- **YOUR INSTRUCTIONS**:
Pick out and copy every line below that has the word "contents".

- **INFORMATION PROVIDED**:

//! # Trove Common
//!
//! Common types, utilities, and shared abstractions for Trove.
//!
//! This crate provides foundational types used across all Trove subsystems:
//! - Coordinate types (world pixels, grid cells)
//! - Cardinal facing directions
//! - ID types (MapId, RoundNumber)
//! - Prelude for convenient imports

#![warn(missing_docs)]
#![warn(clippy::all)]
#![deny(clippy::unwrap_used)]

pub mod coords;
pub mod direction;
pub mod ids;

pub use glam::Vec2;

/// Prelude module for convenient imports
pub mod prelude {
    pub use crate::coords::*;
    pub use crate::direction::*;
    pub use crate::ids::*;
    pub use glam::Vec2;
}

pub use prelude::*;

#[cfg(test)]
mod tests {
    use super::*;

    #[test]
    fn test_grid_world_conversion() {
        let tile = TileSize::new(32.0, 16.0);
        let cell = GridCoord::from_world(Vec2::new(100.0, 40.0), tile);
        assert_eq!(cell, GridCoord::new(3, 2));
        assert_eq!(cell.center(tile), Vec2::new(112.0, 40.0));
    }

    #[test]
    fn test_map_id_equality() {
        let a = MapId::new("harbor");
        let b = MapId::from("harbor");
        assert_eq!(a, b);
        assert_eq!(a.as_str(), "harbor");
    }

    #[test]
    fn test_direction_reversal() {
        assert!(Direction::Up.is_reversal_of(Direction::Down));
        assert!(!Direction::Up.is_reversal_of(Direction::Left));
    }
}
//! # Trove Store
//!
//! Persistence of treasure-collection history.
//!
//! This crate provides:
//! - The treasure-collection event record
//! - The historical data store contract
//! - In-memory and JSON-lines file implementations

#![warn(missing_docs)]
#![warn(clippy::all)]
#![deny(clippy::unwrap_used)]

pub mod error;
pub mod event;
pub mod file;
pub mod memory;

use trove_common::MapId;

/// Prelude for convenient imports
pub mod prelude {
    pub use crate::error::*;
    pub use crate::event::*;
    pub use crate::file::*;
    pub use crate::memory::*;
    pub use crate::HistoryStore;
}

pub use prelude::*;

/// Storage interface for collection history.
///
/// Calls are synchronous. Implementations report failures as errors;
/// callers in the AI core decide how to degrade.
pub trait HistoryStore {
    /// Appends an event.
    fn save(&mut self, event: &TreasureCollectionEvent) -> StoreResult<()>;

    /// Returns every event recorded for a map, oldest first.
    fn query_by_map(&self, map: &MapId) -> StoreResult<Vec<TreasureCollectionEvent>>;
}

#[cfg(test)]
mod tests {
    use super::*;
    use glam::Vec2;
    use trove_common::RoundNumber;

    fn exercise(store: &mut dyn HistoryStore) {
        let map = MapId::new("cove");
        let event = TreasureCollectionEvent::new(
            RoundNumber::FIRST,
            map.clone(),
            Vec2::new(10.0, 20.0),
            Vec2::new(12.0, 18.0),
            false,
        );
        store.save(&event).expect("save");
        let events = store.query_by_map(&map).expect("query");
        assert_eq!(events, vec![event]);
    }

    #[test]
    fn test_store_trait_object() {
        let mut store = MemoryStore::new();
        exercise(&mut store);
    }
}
* * *
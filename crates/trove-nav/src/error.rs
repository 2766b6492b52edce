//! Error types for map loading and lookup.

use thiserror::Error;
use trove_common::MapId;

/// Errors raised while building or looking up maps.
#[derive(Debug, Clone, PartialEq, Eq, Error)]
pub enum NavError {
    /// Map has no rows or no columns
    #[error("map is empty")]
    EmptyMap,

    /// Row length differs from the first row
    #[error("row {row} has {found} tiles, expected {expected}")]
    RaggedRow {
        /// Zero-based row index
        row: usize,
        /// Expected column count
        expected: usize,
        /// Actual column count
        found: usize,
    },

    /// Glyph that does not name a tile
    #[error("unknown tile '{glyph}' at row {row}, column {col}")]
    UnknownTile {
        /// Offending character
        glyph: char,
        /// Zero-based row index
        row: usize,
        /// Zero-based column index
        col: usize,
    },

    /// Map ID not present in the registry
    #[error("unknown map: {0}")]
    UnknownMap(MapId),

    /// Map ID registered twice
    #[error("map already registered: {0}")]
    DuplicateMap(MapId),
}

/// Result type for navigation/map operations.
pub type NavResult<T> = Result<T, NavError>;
--
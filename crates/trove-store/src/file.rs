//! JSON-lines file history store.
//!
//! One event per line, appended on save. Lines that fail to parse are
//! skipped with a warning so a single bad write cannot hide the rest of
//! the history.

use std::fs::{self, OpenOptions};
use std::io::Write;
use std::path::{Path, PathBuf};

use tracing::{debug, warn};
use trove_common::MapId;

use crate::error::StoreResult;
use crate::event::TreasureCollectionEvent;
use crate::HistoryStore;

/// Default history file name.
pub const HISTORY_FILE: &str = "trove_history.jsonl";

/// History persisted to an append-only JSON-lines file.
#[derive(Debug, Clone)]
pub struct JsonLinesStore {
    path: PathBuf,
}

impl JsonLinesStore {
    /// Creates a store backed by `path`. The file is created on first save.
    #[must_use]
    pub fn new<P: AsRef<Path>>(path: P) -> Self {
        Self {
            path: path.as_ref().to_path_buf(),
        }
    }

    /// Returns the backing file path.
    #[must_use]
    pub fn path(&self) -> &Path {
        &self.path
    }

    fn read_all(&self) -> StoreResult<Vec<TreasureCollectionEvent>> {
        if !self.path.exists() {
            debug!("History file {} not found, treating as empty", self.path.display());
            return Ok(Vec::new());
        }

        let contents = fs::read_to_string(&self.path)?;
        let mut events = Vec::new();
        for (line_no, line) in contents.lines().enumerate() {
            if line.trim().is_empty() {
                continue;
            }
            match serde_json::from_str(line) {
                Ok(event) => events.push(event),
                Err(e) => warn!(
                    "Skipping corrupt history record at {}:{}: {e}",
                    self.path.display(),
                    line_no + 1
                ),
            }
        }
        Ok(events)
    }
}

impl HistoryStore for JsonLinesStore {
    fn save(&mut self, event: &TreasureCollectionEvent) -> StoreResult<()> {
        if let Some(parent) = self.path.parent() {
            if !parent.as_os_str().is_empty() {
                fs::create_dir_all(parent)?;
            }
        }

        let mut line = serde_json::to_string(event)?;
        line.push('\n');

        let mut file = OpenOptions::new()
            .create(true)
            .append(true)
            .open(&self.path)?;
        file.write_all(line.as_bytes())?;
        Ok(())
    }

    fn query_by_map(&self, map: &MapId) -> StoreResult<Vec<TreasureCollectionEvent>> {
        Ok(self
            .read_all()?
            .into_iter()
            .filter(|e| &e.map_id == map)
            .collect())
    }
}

- **OUTPUT BELOW**:
        let contents = fs::read_to_string(&self.path)?;
        for (line_no, line) in contents.lines().enumerate() {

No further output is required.